# How to use model_pruning function

## Model Source
The model used in this example come from the following open source projects:  
https://github.com/shicai/MobileNet-Caffe

## Script Usage
*Usage:*
```
python test.py
```
*Description:*
- The default target platform in script is 'rk3566', please modify the 'target_platform' parameter of 'rknn.config' according to the actual platform.
- If connecting board is required, please add the 'target' parameter in 'rknn.init_runtime'.
- The 'model_pruning' parameter of 'rknn.config' is set to True.

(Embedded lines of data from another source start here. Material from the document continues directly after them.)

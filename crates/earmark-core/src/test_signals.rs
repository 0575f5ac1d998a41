//! Synthetic audio shared by unit tests

use rand::rngs::StdRng;
use rand::{Rng, SeedableRng};
use std::f32::consts::PI;

/// Stepped tone sweep: a 60 ms Hann-shaped tone burst every 100 ms.
///
/// Burst `k` sits at `300 + 2500 * variant + (k % 10) * 240 + (k / 10) * 23` Hz,
/// so every burst is a single well-separated spectral peak. Variants `0..=2`
/// occupy disjoint bands below 8 kHz and share no hashes.
pub fn stepped_sweep(seconds: f32, sample_rate: u32, variant: u32) -> Vec<f32> {
    let len = (seconds * sample_rate as f32) as usize;
    let step = sample_rate as usize / 10;
    let burst = step * 6 / 10;
    let mut samples = vec![0.0; len];

    for (k, start) in (0..len).step_by(step).enumerate() {
        let freq = 300.0
            + 2500.0 * variant as f32
            + (k % 10) as f32 * 240.0
            + (k / 10) as f32 * 23.0;
        let end = (start + burst).min(len);

        for (n, sample) in samples[start..end].iter_mut().enumerate() {
            let envelope = 0.5 * (1.0 - (2.0 * PI * n as f32 / burst as f32).cos());
            *sample = 0.5 * envelope * (2.0 * PI * freq * n as f32 / sample_rate as f32).sin();
        }
    }

    samples
}

/// Continuous linear chirp from `f0` to `f1` Hz at amplitude 0.5
pub fn linear_chirp(seconds: f32, sample_rate: u32, f0: f64, f1: f64) -> Vec<f32> {
    let len = (seconds * sample_rate as f32) as usize;
    let rate = (f1 - f0) / seconds as f64;

    (0..len)
        .map(|n| {
            let t = n as f64 / sample_rate as f64;
            let phase = 2.0 * std::f64::consts::PI * (f0 * t + 0.5 * rate * t * t);
            (0.5 * phase.sin()) as f32
        })
        .collect()
}

/// Adds uniform noise in `[-amplitude, amplitude]`
pub fn with_noise(samples: &[f32], amplitude: f32, seed: u64) -> Vec<f32> {
    let mut rng = StdRng::seed_from_u64(seed);
    samples
        .iter()
        .map(|s| s + rng.gen_range(-amplitude..=amplitude))
        .collect()
}

/// Sub-clip in seconds
pub fn clip(samples: &[f32], sample_rate: u32, start: f32, duration: f32) -> Vec<f32> {
    let from = (start * sample_rate as f32) as usize;
    let to = (from + (duration * sample_rate as f32) as usize).min(samples.len());
    samples[from.min(to)..to].to_vec()
}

- When verbose is set to True, the following similar prompts will appear during the build process, 
indicating that model pruning has been effective for this model. (This means that approximately 6.9% 
of the weights have been removed, resulting in a saving of about 13.4% of the computational workload.)

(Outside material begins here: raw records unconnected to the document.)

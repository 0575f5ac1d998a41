//! Fingerprinting engine
//!
//! Owns the index handle, the track catalog and the counters, and exposes
//! the ingest, query and removal operations as one facade.

use crate::audio::Decoder;
use crate::cancel::CancelToken;
use crate::catalog::{TrackCatalog, TrackMetadata};
use crate::config::EngineConfig;
use crate::error::Result;
use crate::fingerprint::Fingerprint;
use crate::index::{ingest_with_retry, FingerprintIndex, MemoryIndex, TrackId};
use crate::matching::{MatchOutcome, Matcher};
use crate::pipeline::{BatchReport, FileStatus, IngestedTrack, Pipeline, TrackSource};
use crate::stats::{EngineStats, StatsSnapshot};
use std::sync::Arc;
use std::time::Instant;

pub struct Engine {
    config: EngineConfig,
    index: Arc<dyn FingerprintIndex>,
    catalog: TrackCatalog,
    stats: EngineStats,
    pipeline: Pipeline,
    matcher: Matcher,
}

impl Engine {
    pub fn new(config: EngineConfig, index: Arc<dyn FingerprintIndex>) -> Result<Self> {
        config.validate()?;

        Ok(Self {
            pipeline: Pipeline::new(&config.fingerprint, &config.pipeline)?,
            matcher: Matcher::new(&config.fingerprint, &config.matching)?,
            index,
            catalog: TrackCatalog::new(),
            stats: EngineStats::default(),
            config,
        })
    }

    /// Engine backed by a fresh [`MemoryIndex`]
    pub fn in_memory(config: EngineConfig) -> Result<Self> {
        let index = Arc::new(MemoryIndex::with_config(&config.pipeline));
        Self::new(config, index)
    }

    pub fn config(&self) -> &EngineConfig {
        &self.config
    }

    pub fn index(&self) -> &Arc<dyn FingerprintIndex> {
        &self.index
    }

    pub fn catalog(&self) -> &TrackCatalog {
        &self.catalog
    }

    pub fn fingerprint(
        &self,
        sources: &[TrackSource],
        decoder: &dyn Decoder,
        cancel: &CancelToken,
    ) -> BatchReport {
        self.fingerprint_observed(sources, decoder, cancel, &|_| {})
    }

    /// Fingerprint a batch, cataloguing every track that gets indexed
    pub fn fingerprint_observed(
        &self,
        sources: &[TrackSource],
        decoder: &dyn Decoder,
        cancel: &CancelToken,
        observer: &(dyn Fn(&IngestedTrack<'_>) + Sync),
    ) -> BatchReport {
        let report = self.pipeline.run_observed(
            sources,
            decoder,
            self.index.as_ref(),
            cancel,
            &|track| {
                self.catalog_track(track);
                observer(track);
            },
        );

        for file in &report.files {
            match file.status {
                FileStatus::Indexed { .. } => self.stats.record_file(file.elapsed, true),
                FileStatus::Failed(_) => self.stats.record_file(file.elapsed, false),
                FileStatus::Cancelled => {}
            }
        }
        report
    }

    fn catalog_track(&self, track: &IngestedTrack<'_>) {
        let source = track.source;
        let mut metadata = TrackMetadata::new(
            source.track_id,
            source.title.clone(),
            track.duration_ms,
            self.config.fingerprint.sample_rate,
        );
        metadata.artist = source.artist.clone();
        metadata.source_path = Some(source.path.display().to_string());

        if let Err(e) = self.catalog.insert(metadata) {
            log::warn!("Could not catalog track {}: {}", source.track_id, e);
        }
    }

    pub fn match_samples(&self, samples: &[f32]) -> Result<MatchOutcome> {
        self.match_samples_with(samples, &CancelToken::new())
    }

    /// Match with a caller-supplied token, which may carry a deadline
    pub fn match_samples_with(&self, samples: &[f32], cancel: &CancelToken) -> Result<MatchOutcome> {
        let start = Instant::now();
        let outcome = self.matcher.match_samples(self.index.as_ref(), samples, cancel)?;
        self.stats.record_query(start.elapsed(), outcome.is_match());
        Ok(outcome)
    }

    /// Index a track whose fingerprints were computed elsewhere
    pub fn ingest_track(&self, metadata: TrackMetadata, fingerprints: &[Fingerprint]) -> Result<usize> {
        let count = ingest_with_retry(
            self.index.as_ref(),
            metadata.track_id,
            fingerprints,
            &self.config.pipeline,
        )?;
        self.catalog.insert(metadata)?;
        Ok(count)
    }

    /// Remove a track from the index and the catalog
    pub fn remove(&self, track_id: TrackId) -> Result<usize> {
        let removed = self.index.remove(track_id)?;
        self.catalog.remove(track_id)?;
        log::info!("Removed track {} ({} postings)", track_id, removed);
        Ok(removed)
    }

    pub fn metadata(&self, track_id: TrackId) -> Result<Option<TrackMetadata>> {
        self.catalog.get(track_id)
    }

    pub fn stats(&self) -> Result<StatsSnapshot> {
        Ok(self.stats.snapshot(self.index.stats()?))
    }
}

#[cfg(test)]
mod tests {
    use super::*;
    use crate::audio::AudioData;
    use crate::error::Error;
    use crate::fingerprinter::Fingerprinter;
    use crate::test_signals::{clip, stepped_sweep};
    use std::path::Path;
    use std::time::Duration;

    struct SweepDecoder;

    impl Decoder for SweepDecoder {
        fn decode(&self, path: &Path) -> Result<AudioData> {
            let variant = if path.ends_with("second.wav") { 1 } else { 0 };
            Ok(AudioData::from_interleaved(stepped_sweep(6.0, 16000, variant), 16000, 1))
        }
    }

    fn engine() -> Engine {
        Engine::in_memory(EngineConfig::default()).unwrap()
    }

    #[test]
    fn test_rejects_invalid_config() {
        let mut config = EngineConfig::default();
        config.matching.max_results = 0;
        assert!(matches!(Engine::in_memory(config), Err(Error::InvalidConfig(_))));
    }

    #[test]
    fn test_fingerprint_then_match_with_metadata() {
        let engine = engine();
        let mut second = TrackSource::new(2, "/music/second.wav");
        second.artist = Some("Synth".into());
        let batch = vec![TrackSource::new(1, "/music/first.wav"), second];

        let report = engine.fingerprint(&batch, &SweepDecoder, &CancelToken::new());
        assert_eq!(report.summary().indexed, 2);

        let meta = engine.metadata(2).unwrap().unwrap();
        assert_eq!(meta.title, "second");
        assert_eq!(meta.artist.as_deref(), Some("Synth"));
        assert_eq!(meta.duration_ms, 6000);
        assert_eq!(meta.source_path.as_deref(), Some("/music/second.wav"));

        let query = clip(&stepped_sweep(6.0, 16000, 1), 16000, 1.0, 2.0);
        let outcome = engine.match_samples(&query).unwrap();
        assert_eq!(outcome.best().unwrap().track_id, 2);

        let stats = engine.stats().unwrap();
        assert_eq!(stats.tracks_indexed, 2);
        assert_eq!(stats.files_fingerprinted, 2);
        assert_eq!(stats.queries_served, 1);
        assert_eq!(stats.matches_found, 1);
        assert!(stats.hashes_stored > 0);
    }

    #[test]
    fn test_ingest_track_and_remove() {
        let engine = engine();
        let config = engine.config().fingerprint.clone();
        let samples = stepped_sweep(6.0, 16000, 0);
        let fps = Fingerprinter::new(&config).unwrap().fingerprint(&samples).fingerprints;

        let count = engine
            .ingest_track(TrackMetadata::new(7, "stored", 6000, 16000), &fps)
            .unwrap();
        assert_eq!(count, fps.len());
        assert!(engine.metadata(7).unwrap().is_some());

        let query = clip(&samples, 16000, 2.0, 2.0);
        assert!(engine.match_samples(&query).unwrap().is_match());

        assert_eq!(engine.remove(7).unwrap(), fps.len());
        assert!(engine.metadata(7).unwrap().is_none());
        let outcome = engine.match_samples(&query).unwrap();
        assert!(outcome.results().iter().all(|r| r.track_id != 7));
        assert_eq!(engine.stats().unwrap().tracks_indexed, 0);
    }

    #[test]
    fn test_expired_deadline_cancels_query() {
        let engine = engine();
        let samples = stepped_sweep(3.0, 16000, 0);
        let token = CancelToken::with_timeout(Duration::ZERO);
        assert!(matches!(
            engine.match_samples_with(&samples, &token),
            Err(Error::Cancelled)
        ));
        assert_eq!(engine.stats().unwrap().queries_served, 0);
    }
}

Please note that not all models can be pruned, only models with sparse weights are likely to benefit from pruning.
    ```
    I model_pruning ...
    I model_pruning results:
    I     -1.12144 MB (-6.9%)
    I     -0.00016 T (-13.4%)
    I model_pruning done.
    ```

## Expected Results
This example will print the TOP5 labels and corresponding scores of the test image classification results, as follows:
```
-----TOP 5-----
[155]: 0.724609375
[154]: 0.1920166015625
[204]: 0.0509033203125
[284]: 0.004177093505859375
[252 283]: 0.0038623809814453125
```
- Note: Different platforms, different versions of tools and drivers may have slightly different results.